Are mortgage and refinancing rates going up or down?

Over the past few months, the overall trend in mortgage rates is clearly downward. A new all-time low was set in early August and another looked possible a few weeks ago – before better-than-expected employment data ruled out that possibility. Yet a new one remains a real possibility.

In the longer term, Fannie Mae, Freddie Mac and the Mortgage Bankers Association (MBA) each have a team of economists dedicated to monitoring and forecasting developments in the economy, the real estate sector and mortgage rates. .

Expert mortgage rate forecasts

And here are their current rate forecasts for the last two quarters of 2020 (Q3 / 20 and Q4 / 20) and the first two of 2021 (Q1 / 21 and Q2 / 21).

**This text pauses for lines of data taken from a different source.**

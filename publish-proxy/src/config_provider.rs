use std::borrow::Cow;
use std::collections::HashMap;
use std::path::PathBuf;
use std::sync::Arc;
use std::time::Duration;

use anyhow::anyhow;
use arc_swap::ArcSwapOption;
use log::{error, info};
use serde::{Deserialize, Serialize};
use tokio::task::JoinHandle;

use crate::config::Config;

pub const DATA_PUBLISHING_ENABLED: &str = "DataPublishing.Enabled";
pub const EXTERNAL_TRAFFIC_HEADER_NAME: &str = "ExternalTraffic.HeaderName";
pub const EXTERNAL_TRAFFIC_EXPECTED_VALUE: &str = "ExternalTraffic.ExpectedValue";

#[derive(Debug, Serialize, Deserialize, Clone, PartialEq)]
#[serde(untagged)]
pub enum ConfigValue {
    Bool(bool),
    Integer(i64),
    String(String),
}

impl ConfigValue {
    /// Bool-like reading: a real bool, or a string equal to `true` ignoring case.
    pub fn as_bool(&self) -> Option<bool> {
        match self {
            ConfigValue::Bool(b) => Some(*b),
            ConfigValue::String(s) => Some(s.trim().eq_ignore_ascii_case("true")),
            ConfigValue::Integer(_) => None
        }
    }

    pub fn as_string(&self) -> Cow<'_, str> {
        match self {
            ConfigValue::Bool(b) => Cow::Owned(b.to_string()),
            ConfigValue::Integer(i) => Cow::Owned(i.to_string()),
            ConfigValue::String(s) => Cow::Borrowed(s.as_str())
        }
    }
}

impl From<&str> for ConfigValue {
    fn from(value: &str) -> Self {
        ConfigValue::String(value.to_string())
    }
}

impl From<bool> for ConfigValue {
    fn from(value: bool) -> Self {
        ConfigValue::Bool(value)
    }
}

/// Read-only view of the publishing configuration at one point in time.
#[derive(Debug, Serialize, Deserialize, Clone, Default, PartialEq)]
#[serde(transparent)]
pub struct ConfigSnapshot {
    entries: HashMap<String, ConfigValue>,
}

impl ConfigSnapshot {
    pub fn new() -> Self {
        ConfigSnapshot::default()
    }

    pub fn with(mut self, key: &str, value: impl Into<ConfigValue>) -> Self {
        self.set(key, value);
        self
    }

    pub fn set(&mut self, key: &str, value: impl Into<ConfigValue>) {
        self.entries.insert(key.to_string(), value.into());
    }

    pub fn get_as_bool(&self, key: &str) -> Option<bool> {
        self.entries.get(key).and_then(|it| it.as_bool())
    }

    pub fn get_as_string(&self, key: &str) -> Option<Cow<'_, str>> {
        self.entries.get(key).map(|it| it.as_string())
    }
}

pub trait ConfigProvider: Send + Sync {
    fn get_configuration(&self) -> anyhow::Result<Arc<ConfigSnapshot>>;
}

/// Snapshot holder swapped atomically by whoever owns the configuration source.
#[derive(Default)]
pub struct SharedConfig {
    inner: ArcSwapOption<ConfigSnapshot>,
}

impl SharedConfig {
    pub fn new(snapshot: ConfigSnapshot) -> Self {
        SharedConfig { inner: ArcSwapOption::from_pointee(snapshot) }
    }

    /// A provider with nothing loaded yet, every read fails until [SharedConfig::store].
    pub fn unloaded() -> Self {
        SharedConfig { inner: ArcSwapOption::empty() }
    }

    pub fn store(&self, snapshot: ConfigSnapshot) {
        self.inner.store(Some(Arc::new(snapshot)));
    }
}

impl ConfigProvider for SharedConfig {
    fn get_configuration(&self) -> anyhow::Result<Arc<ConfigSnapshot>> {
        self.inner.load_full().ok_or_else(|| anyhow!("publishing configuration is not loaded"))
    }
}

/// Periodically re-reads the `publishing` table of the config file into `shared`.
///
/// A file that fails to load leaves the previous snapshot in place.
pub fn spawn_reload(shared: Arc<SharedConfig>, path: PathBuf, interval: Duration) -> JoinHandle<()> {
    tokio::spawn(async move {
        let mut ticker = tokio::time::interval(interval);
        // first tick completes immediately
        ticker.tick().await;
        loop {
            ticker.tick().await;
            match Config::load(&path) {
                Ok(conf) => {
                    let changed = shared.get_configuration()
                        .map(|current| *current != conf.publishing)
                        .unwrap_or(true);
                    if changed {
                        shared.store(conf.publishing);
                        info!("publishing configuration reloaded from {:?}", path);
                    }
                }
                Err(e) => {
                    error!("reload publishing configuration from {:?} error: {:?}", path, e);
                }
            }
        }
    })
}

#[cfg(test)]
mod tests {
    use super::*;

    #[test]
    fn test_bool_like_values() {
        let snapshot = ConfigSnapshot::new()
            .with("a", "true")
            .with("b", "TRUE ")
            .with("c", "false")
            .with("d", "yes")
            .with("e", true)
            .with("f", ConfigValue::Integer(1));
        assert_eq!(snapshot.get_as_bool("a"), Some(true));
        assert_eq!(snapshot.get_as_bool("b"), Some(true));
        assert_eq!(snapshot.get_as_bool("c"), Some(false));
        assert_eq!(snapshot.get_as_bool("d"), Some(false));
        assert_eq!(snapshot.get_as_bool("e"), Some(true));
        assert_eq!(snapshot.get_as_bool("f"), None);
        assert_eq!(snapshot.get_as_bool("missing"), None);
    }

    #[test]
    fn test_string_values() {
        let snapshot = ConfigSnapshot::new()
            .with("s", "X-External-Traffic")
            .with("b", true)
            .with("i", ConfigValue::Integer(42));
        assert_eq!(snapshot.get_as_string("s").as_deref(), Some("X-External-Traffic"));
        assert_eq!(snapshot.get_as_string("b").as_deref(), Some("true"));
        assert_eq!(snapshot.get_as_string("i").as_deref(), Some("42"));
        assert!(snapshot.get_as_string("missing").is_none());
    }

    #[test]
    fn test_shared_config_swap() {
        let shared = SharedConfig::unloaded();
        assert!(shared.get_configuration().is_err());

        shared.store(ConfigSnapshot::new().with(DATA_PUBLISHING_ENABLED, "true"));
        let first = shared.get_configuration().unwrap();
        shared.store(ConfigSnapshot::new().with(DATA_PUBLISHING_ENABLED, "false"));
        let second = shared.get_configuration().unwrap();

        // readers keep the snapshot they loaded
        assert_eq!(first.get_as_bool(DATA_PUBLISHING_ENABLED), Some(true));
        assert_eq!(second.get_as_bool(DATA_PUBLISHING_ENABLED), Some(false));
    }

    #[tokio::test]
    async fn test_spawn_reload() -> anyhow::Result<()> {
        let path = std::env::temp_dir().join(format!("publish-proxy-reload-{}.toml", uuid::Uuid::new_v4()));
        let conf = |enabled: &str| format!(r#"
[server]
address = "127.0.0.1:0"
[upstream]
address = "127.0.0.1:1"
[filter_chain]
filters = []
[publishing]
"DataPublishing.Enabled" = "{}"
"#, enabled);
        std::fs::write(&path, conf("false"))?;

        let shared = Arc::new(SharedConfig::new(Config::load(&path)?.publishing));
        let handle = spawn_reload(shared.clone(), path.clone(), Duration::from_millis(20));

        std::fs::write(&path, conf("true"))?;
        let mut reloaded = false;
        for _ in 0..100 {
            tokio::time::sleep(Duration::from_millis(20)).await;
            if shared.get_configuration()?.get_as_bool(DATA_PUBLISHING_ENABLED) == Some(true) {
                reloaded = true;
                break;
            }
        }
        handle.abort();
        let _ = std::fs::remove_file(&path);
        assert!(reloaded);
        Ok(())
    }
}
use publish_proxy_common::HeaderMap;

use crate::error::DecodeError;
use crate::{CR, LF};

/// Position right after the blank line terminating a message head.
pub(crate) fn find_head_end(src: &[u8]) -> Option<usize> {
    src.windows(4)
        .position(|w| w == [CR, LF, CR, LF])
        .map(|pos| pos + 4)
}

/// `HTTP/1.0` => 0, `HTTP/1.1` => 1.
pub(crate) fn parse_version(s: &str) -> Result<u8, DecodeError> {
    match s {
        "HTTP/1.1" => Ok(1),
        "HTTP/1.0" => Ok(0),
        _ => Err(DecodeError::UnsupportedVersion)
    }
}

/// Splits a head into its start line and parsed header fields.
pub(crate) fn split_head(head: &[u8]) -> Result<(&str, HeaderMap), DecodeError> {
    let head = std::str::from_utf8(head).map_err(|_| DecodeError::InvalidHeader)?;
    let mut lines = head.split("\r\n");
    let start_line = lines.next().ok_or(DecodeError::InvalidHeader)?;

    let mut headers = HeaderMap::new();
    for line in lines {
        if line.is_empty() {
            continue;
        }
        // obsolete line folding is rejected
        if line.starts_with(' ') || line.starts_with('\t') {
            return Err(DecodeError::InvalidHeader);
        }
        let (name, value) = line.split_once(':').ok_or(DecodeError::InvalidHeader)?;
        if name.is_empty() || name.ends_with(' ') {
            return Err(DecodeError::InvalidHeader);
        }
        headers.append(name, value.trim());
    }
    Ok((start_line, headers))
}
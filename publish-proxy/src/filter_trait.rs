use std::collections::HashMap;

use async_trait::async_trait;

use publish_proxy_common::{ReqPkt, ResPkt};

pub enum Value {
    U64(u64),
    Bool(bool),
    String(String),
}

impl Value {
    pub fn as_u64(&self) -> Option<u64> {
        match self {
            Value::U64(u) => Some(*u),
            _ => None
        }
    }
    pub fn as_bool(&self) -> Option<bool> {
        match self {
            Value::Bool(b) => Some(*b),
            _ => None
        }
    }
    pub fn as_str(&self) -> Option<&str> {
        match self {
            Value::String(s) => Some(s),
            _ => None
        }
    }
}

// lifecycle timestamps, epoch millis
pub const REQUEST_IN_TIME: &str = "REQUEST_IN_TIME";
pub const BACKEND_REQUEST_TIME: &str = "BACKEND_REQUEST_TIME";
pub const BACKEND_RESPONSE_TIME: &str = "BACKEND_RESPONSE_TIME";
pub const RESPONSE_OUT_TIME: &str = "RESPONSE_OUT_TIME";

pub const CORRELATION_ID: &str = "correlation_id";

// per request filter context
#[derive(Default)]
pub struct FilterContext {
    attrs: HashMap<String, Value>,
}

impl FilterContext {
    pub fn new() -> Self {
        FilterContext {
            attrs: HashMap::new(),
        }
    }
    pub fn set_attr(&mut self, key: &str, value: Value) {
        self.attrs.insert(key.to_string(), value);
    }
    pub fn get_attr_as_u64(&self, key: &str) -> Option<u64> {
        self.attrs.get(key).and_then(|it| it.as_u64())
    }
    pub fn get_attr_as_bool(&self, key: &str) -> Option<bool> {
        self.attrs.get(key).and_then(|it| it.as_bool())
    }
    pub fn get_attr_as_str(&self, key: &str) -> Option<&str> {
        self.attrs.get(key).and_then(|it| it.as_str())
    }
}

// stateless filter, mutable per request data lives in FilterContext
#[allow(unused_variables)]
#[async_trait]
pub trait Filter: Send + Sync {
    /// Called once the request is fully read, before it is forwarded upstream.
    ///
    /// An error is logged by the caller and never stops the request.
    async fn on_request(&self, req: &ReqPkt, ctx: &mut FilterContext) -> anyhow::Result<()> {
        Ok(())
    }

    /// Called after the response was written downstream, or failed to be.
    ///
    /// `res` is the upstream response, or the one generated by the proxy when `e` is set.
    async fn on_request_done(&self, req: &ReqPkt, res: &ResPkt, e: Option<&anyhow::Error>, ctx: &mut FilterContext) {}
}
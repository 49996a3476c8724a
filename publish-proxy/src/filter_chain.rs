use async_trait::async_trait;
use log::warn;

use publish_proxy_common::{ReqPkt, ResPkt};

use crate::filter_trait::{Filter, FilterContext};

pub struct FilterChain {
    filters: Vec<Box<dyn Filter>>,
}

impl FilterChain {
    pub fn new(filters: Vec<Box<dyn Filter>>) -> Self {
        FilterChain {
            filters,
        }
    }
}

#[async_trait]
impl Filter for FilterChain {
    async fn on_request(&self, req: &ReqPkt, ctx: &mut FilterContext) -> anyhow::Result<()> {
        for filter in self.filters.iter() {
            // a failing filter must not keep the others from seeing the request
            if let Err(e) = filter.on_request(req, ctx).await {
                warn!("filter on_request error, {} {}: {:?}", req.method, req.path, e);
            }
        }
        Ok(())
    }

    async fn on_request_done(&self, req: &ReqPkt, res: &ResPkt, e: Option<&anyhow::Error>, ctx: &mut FilterContext) {
        for filter in self.filters.iter() {
            filter.on_request_done(req, res, e, ctx).await;
        }
    }
}

#[cfg(test)]
mod tests {
    use std::sync::{Arc, Mutex};

    use anyhow::bail;
    use bytes::Bytes;

    use http_codec_core::res_codec::parse_response;
    use publish_proxy_common::HeaderMap;

    use super::*;
    use crate::filter_trait::Value;

    struct Recording {
        name: &'static str,
        fail: bool,
        calls: Arc<Mutex<Vec<String>>>,
    }

    #[async_trait]
    impl Filter for Recording {
        async fn on_request(&self, _req: &ReqPkt, ctx: &mut FilterContext) -> anyhow::Result<()> {
            self.calls.lock().unwrap().push(format!("{}:request", self.name));
            ctx.set_attr(self.name, Value::Bool(true));
            if self.fail {
                bail!("{} failed", self.name);
            }
            Ok(())
        }

        async fn on_request_done(&self, _req: &ReqPkt, _res: &ResPkt, _e: Option<&anyhow::Error>, _ctx: &mut FilterContext) {
            self.calls.lock().unwrap().push(format!("{}:done", self.name));
        }
    }

    #[tokio::test]
    async fn test_chain_runs_every_filter_in_order() {
        let calls = Arc::new(Mutex::new(vec![]));
        let chain = FilterChain::new(vec![
            Box::new(Recording { name: "a", fail: true, calls: calls.clone() }),
            Box::new(Recording { name: "b", fail: false, calls: calls.clone() }),
        ]);
        let req = ReqPkt {
            method: "GET".to_string(),
            path: "/".to_string(),
            query: None,
            version: 1,
            headers: HeaderMap::new(),
            body: Bytes::new(),
            bytes_total: 0,
        };
        let res = parse_response(Bytes::from_static(b"HTTP/1.1 200 OK\r\nContent-Length: 0\r\n\r\n")).unwrap();
        let mut ctx = FilterContext::new();

        assert!(chain.on_request(&req, &mut ctx).await.is_ok());
        chain.on_request_done(&req, &res, None, &mut ctx).await;

        assert_eq!(ctx.get_attr_as_bool("a"), Some(true));
        assert_eq!(ctx.get_attr_as_bool("b"), Some(true));
        assert_eq!(*calls.lock().unwrap(), vec!["a:request", "b:request", "a:done", "b:done"]);
    }
}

Note that Fannie’s (published Tuesdays) and MBAs are updated monthly while Freddie’s is published quarterly. So Freddie’s sometimes feels outdated. The figures in the table below relate to 30-year fixed rate mortgages:

Forecaster T3 / 20 T4 / 20 T1 / 21 T2 / 21
Fannie Mae 3.0% 2.8% 2.8% 2.7%
Freddie mac 3.3% 3.3% 3.2% 3.2%
MBA 3.0% 3.1% 3.1% 3.1%

Expectations therefore vary considerably. You pay your money …

Find your lowest rate today

Everyone from federal regulators to personal finance gurus agree that it’s important to shop around for your new mortgage or refinance. You could save thousands of dollars in just a few years by getting quotes from multiple lenders. And more, if you hold onto your mortgage for a long time or have a large loan.

But rarely have you had more to gain from shopping than now. The mortgage market is currently very messy. And some lenders offer significantly lower rates than others. Worse yet, some make it harder to get a mortgage if you want cash refinancing, an investment property loan, a jumbo loan, or if your credit score is damaged.

So comparison shopping could get you the loan you want – and save you a bundle.

Check your new rate (Jul 6, 2021)

Mortgage rate methodology

Mortgage reports receive rates based on selected criteria from several lending partners every day. We arrive at an average rate and an APR for each type of loan to display in our graph. Because we average a range of rates, it gives you a better idea of ​​what you might find in the market. In addition, we average the rates for the same types of loans. For example, fixed FHA with fixed FHA. The end result is a good overview of the daily rates and how they have changed over time.